*** Opening Provided material ***

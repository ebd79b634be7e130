//! PDF Serialization
//!
//! Writes a composed [`Document`] with the base-14 fonts only, so the output
//! needs no font embedding. Slide units are inches from the top-left corner;
//! PDF user space is points from the bottom-left.

use lopdf::content::{Content, Operation};
use lopdf::{dictionary, Document as LoDocument, Object, ObjectId, Stream, StringFormat};
use thiserror::Error;

use crate::compositor::Document;
use crate::draw::{ArrowHead, Color, ConnectorOp, DrawOp, Frame, HAlign, Page, ShapeKind, ShapeOp, TextBlock, VAlign};

const PT_PER_INCH: f64 = 72.0;
const LINE_SPACING: f64 = 1.2;
/// Bezier control distance for quarter circles.
const KAPPA: f64 = 0.552_284_8;

#[derive(Debug, Error)]
pub enum PdfError {
    #[error("Logo could not be decoded: {0}")]
    Logo(String),

    #[error("Content stream encoding failed: {0}")]
    Encode(String),

    #[error("PDF write failed: {0}")]
    Write(String),
}

#[derive(Debug, Clone, Copy, PartialEq, Eq)]
enum Family {
    Helvetica,
    Times,
    Courier,
}

impl Family {
    const ALL: [Family; 3] = [Family::Helvetica, Family::Times, Family::Courier];

    /// Map a theme face onto the closest base-14 family.
    fn of(face: &str) -> Self {
        let face = face.to_ascii_lowercase();
        if ["times", "georgia", "garamond", "serif", "cambria"].iter().any(|f| face.contains(f))
            && !face.contains("sans")
        {
            Family::Times
        } else if ["courier", "mono", "consolas"].iter().any(|f| face.contains(f)) {
            Family::Courier
        } else {
            Family::Helvetica
        }
    }

    fn base_font(self, bold: bool, italic: bool) -> &'static str {
        match (self, bold, italic) {
            (Family::Helvetica, false, false) => "Helvetica",
            (Family::Helvetica, true, false) => "Helvetica-Bold",
            (Family::Helvetica, false, true) => "Helvetica-Oblique",
            (Family::Helvetica, true, true) => "Helvetica-BoldOblique",
            (Family::Times, false, false) => "Times-Roman",
            (Family::Times, true, false) => "Times-Bold",
            (Family::Times, false, true) => "Times-Italic",
            (Family::Times, true, true) => "Times-BoldItalic",
            (Family::Courier, false, false) => "Courier",
            (Family::Courier, true, false) => "Courier-Bold",
            (Family::Courier, false, true) => "Courier-Oblique",
            (Family::Courier, true, true) => "Courier-BoldOblique",
        }
    }

    /// Average advance width as a fraction of the font size.
    fn average_width(self, bold: bool) -> f64 {
        match self {
            Family::Courier => 0.6,
            Family::Times => if bold { 0.5 } else { 0.45 },
            Family::Helvetica => if bold { 0.55 } else { 0.5 },
        }
    }

    fn resource_name(self, bold: bool, italic: bool) -> String {
        let family = Family::ALL.iter().position(|f| *f == self).unwrap_or(0);
        format!("F{}", family * 4 + usize::from(bold) * 2 + usize::from(italic) + 1)
    }
}

/// Encode text as WinAnsi. Characters outside the code page become `?`.
fn win_ansi(text: &str) -> Vec<u8> {
    text.chars()
        .map(|c| match c {
            ' '..='~' => c as u8,
            '€' => 0x80,
            '…' => 0x85,
            '‘' => 0x91,
            '’' => 0x92,
            '“' => 0x93,
            '”' => 0x94,
            '•' => 0x95,
            '–' => 0x96,
            '—' => 0x97,
            '™' => 0x99,
            '\u{a0}'..='\u{ff}' => c as u32 as u8,
            _ => b'?',
        })
        .collect()
}

struct Painter {
    height: f64,
    ops: Vec<Operation>,
}

impl Painter {
    fn new(height: f64) -> Self {
        Self { height, ops: Vec::new() }
    }

    fn op(&mut self, operator: &str, operands: Vec<Object>) {
        self.ops.push(Operation::new(operator, operands));
    }

    fn x(&self, inches: f64) -> f64 {
        inches * PT_PER_INCH
    }

    fn y(&self, inches: f64) -> f64 {
        self.height - inches * PT_PER_INCH
    }

    fn fill_color(&mut self, color: &Color) {
        let (r, g, b) = color.rgb();
        self.op("rg", vec![r.into(), g.into(), b.into()]);
    }

    fn stroke_color(&mut self, color: &Color) {
        let (r, g, b) = color.rgb();
        self.op("RG", vec![r.into(), g.into(), b.into()]);
    }

    fn move_to(&mut self, x: f64, y: f64) {
        self.op("m", vec![x.into(), y.into()]);
    }

    fn line_to(&mut self, x: f64, y: f64) {
        self.op("l", vec![x.into(), y.into()]);
    }

    fn curve_to(&mut self, c: [f64; 6]) {
        self.op("c", c.iter().map(|v| (*v).into()).collect());
    }

    fn background(&mut self, color: &Color, width: f64) {
        self.op("q", vec![]);
        self.fill_color(color);
        self.op("re", vec![0.0.into(), 0.0.into(), width.into(), self.height.into()]);
        self.op("f", vec![]);
        self.op("Q", vec![]);
    }

    fn draw(&mut self, op: &DrawOp) {
        self.op("q", vec![]);
        match op {
            DrawOp::Text(text) => self.text(text),
            DrawOp::Shape(shape) => self.shape(shape),
            DrawOp::Connector(connector) => self.connector(connector),
        }
        self.op("Q", vec![]);
    }

    fn shape(&mut self, shape: &ShapeOp) {
        let Frame { x, y, w, h } = shape.frame;
        let (left, top, width, height) = (self.x(x), self.y(y), w * PT_PER_INCH, h * PT_PER_INCH);
        let bottom = top - height;

        match shape.shape {
            ShapeKind::Rect => self.op("re", vec![left.into(), bottom.into(), width.into(), height.into()]),
            ShapeKind::RoundedRect => {
                let r = width.min(height) * 0.15;
                let k = r * KAPPA;
                let right = left + width;
                self.move_to(left + r, bottom);
                self.line_to(right - r, bottom);
                self.curve_to([right - r + k, bottom, right, bottom + r - k, right, bottom + r]);
                self.line_to(right, top - r);
                self.curve_to([right, top - r + k, right - r + k, top, right - r, top]);
                self.line_to(left + r, top);
                self.curve_to([left + r - k, top, left, top - r + k, left, top - r]);
                self.line_to(left, bottom + r);
                self.curve_to([left, bottom + r - k, left + r - k, bottom, left + r, bottom]);
                self.op("h", vec![]);
            }
            ShapeKind::Ellipse => {
                let (rx, ry) = (width / 2.0, height / 2.0);
                let (cx, cy) = (left + rx, bottom + ry);
                let (kx, ky) = (rx * KAPPA, ry * KAPPA);
                self.move_to(cx + rx, cy);
                self.curve_to([cx + rx, cy + ky, cx + kx, cy + ry, cx, cy + ry]);
                self.curve_to([cx - kx, cy + ry, cx - rx, cy + ky, cx - rx, cy]);
                self.curve_to([cx - rx, cy - ky, cx - kx, cy - ry, cx, cy - ry]);
                self.curve_to([cx + kx, cy - ry, cx + rx, cy - ky, cx + rx, cy]);
                self.op("h", vec![]);
            }
            ShapeKind::Line => {
                self.move_to(left, top);
                self.line_to(left + width, top - height);
            }
        }

        let is_line = shape.shape == ShapeKind::Line;
        let fill = shape.fill.as_ref().filter(|_| !is_line);
        let stroke = match (&shape.stroke, is_line) {
            (Some(stroke), _) => Some(stroke.clone()),
            (None, true) => shape.fill.clone(),
            (None, false) => None,
        };
        if let Some(fill) = fill {
            self.fill_color(fill);
        }
        if let Some(stroke) = &stroke {
            self.stroke_color(stroke);
            self.op("w", vec![shape.stroke_width.into()]);
        }
        let paint = match (fill.is_some(), stroke.is_some()) {
            (true, true) => "B",
            (true, false) => "f",
            (false, true) => "S",
            (false, false) => "n",
        };
        self.op(paint, vec![]);
    }

    fn connector(&mut self, connector: &ConnectorOp) {
        let (x1, y1) = (self.x(connector.from.x), self.y(connector.from.y));
        let (x2, y2) = (self.x(connector.to.x), self.y(connector.to.y));
        self.stroke_color(&connector.color);
        self.fill_color(&connector.color);
        self.op("w", vec![connector.width.into()]);
        self.move_to(x1, y1);
        self.line_to(x2, y2);
        self.op("S", vec![]);

        match connector.head {
            ArrowHead::None => {}
            ArrowHead::End => self.arrow_head((x1, y1), (x2, y2), connector.width),
            ArrowHead::Both => {
                self.arrow_head((x1, y1), (x2, y2), connector.width);
                self.arrow_head((x2, y2), (x1, y1), connector.width);
            }
        }
    }

    /// Filled triangle at `tip`, pointing away from `tail`.
    fn arrow_head(&mut self, tail: (f64, f64), tip: (f64, f64), width: f64) {
        let (dx, dy) = (tip.0 - tail.0, tip.1 - tail.1);
        let len = (dx * dx + dy * dy).sqrt();
        if len == 0.0 {
            return;
        }
        let (ux, uy) = (dx / len, dy / len);
        let size = (width * 4.0).max(6.0);
        let (bx, by) = (tip.0 - ux * size, tip.1 - uy * size);
        let (px, py) = (-uy * size * 0.5, ux * size * 0.5);
        self.move_to(tip.0, tip.1);
        self.line_to(bx + px, by + py);
        self.line_to(bx - px, by - py);
        self.op("h", vec![]);
        self.op("f", vec![]);
    }

    fn text(&mut self, block: &TextBlock) {
        let family = Family::of(&block.font_face);
        let size = block.font_size;
        let advance = family.average_width(block.bold) * size;
        let frame = block.frame;
        let width = frame.w * PT_PER_INCH;
        let lines = wrap(&block.text, width, advance);
        let leading = size * LINE_SPACING;
        let block_height = leading * lines.len() as f64;
        let frame_height = frame.h * PT_PER_INCH;

        let top = self.y(frame.y);
        let first_baseline = match block.valign {
            VAlign::Top => top - size,
            VAlign::Middle => top - (frame_height - block_height) / 2.0 - size,
            VAlign::Bottom => top - frame_height + block_height - size,
        };

        self.fill_color(&block.color);
        self.op("BT", vec![]);
        self.op("Tf", vec![Object::Name(family.resource_name(block.bold, block.italic).into_bytes()), size.into()]);
        for (i, line) in lines.iter().enumerate() {
            let line_width = line.chars().count() as f64 * advance;
            let left = self.x(frame.x);
            let x = match block.align {
                HAlign::Left => left,
                HAlign::Center => left + (width - line_width) / 2.0,
                HAlign::Right => left + width - line_width,
            };
            let y = first_baseline - leading * i as f64;
            self.op("Tm", vec![1.0.into(), 0.0.into(), 0.0.into(), 1.0.into(), x.into(), y.into()]);
            self.op("Tj", vec![Object::String(win_ansi(line), StringFormat::Literal)]);
        }
        self.op("ET", vec![]);
    }

    fn image(&mut self, name: &str, frame: Frame, aspect: f64) {
        let (mut w, mut h) = (frame.w * PT_PER_INCH, frame.h * PT_PER_INCH);
        if aspect > 0.0 {
            if w / h > aspect {
                w = h * aspect;
            } else {
                h = w / aspect;
            }
        }
        let left = self.x(frame.x) + (frame.w * PT_PER_INCH - w);
        let bottom = self.y(frame.y) - h;
        self.op("q", vec![]);
        self.op("cm", vec![w.into(), 0.0.into(), 0.0.into(), h.into(), left.into(), bottom.into()]);
        self.op("Do", vec![Object::Name(name.as_bytes().to_vec())]);
        self.op("Q", vec![]);
    }

    fn encode(self) -> Result<Vec<u8>, PdfError> {
        Content { operations: self.ops }.encode().map_err(|e| PdfError::Encode(e.to_string()))
    }
}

*** Closing Provided material ***

Exercise description
How many of the lines in the records include the string "collect"? Reply with the number alone.

Response area
2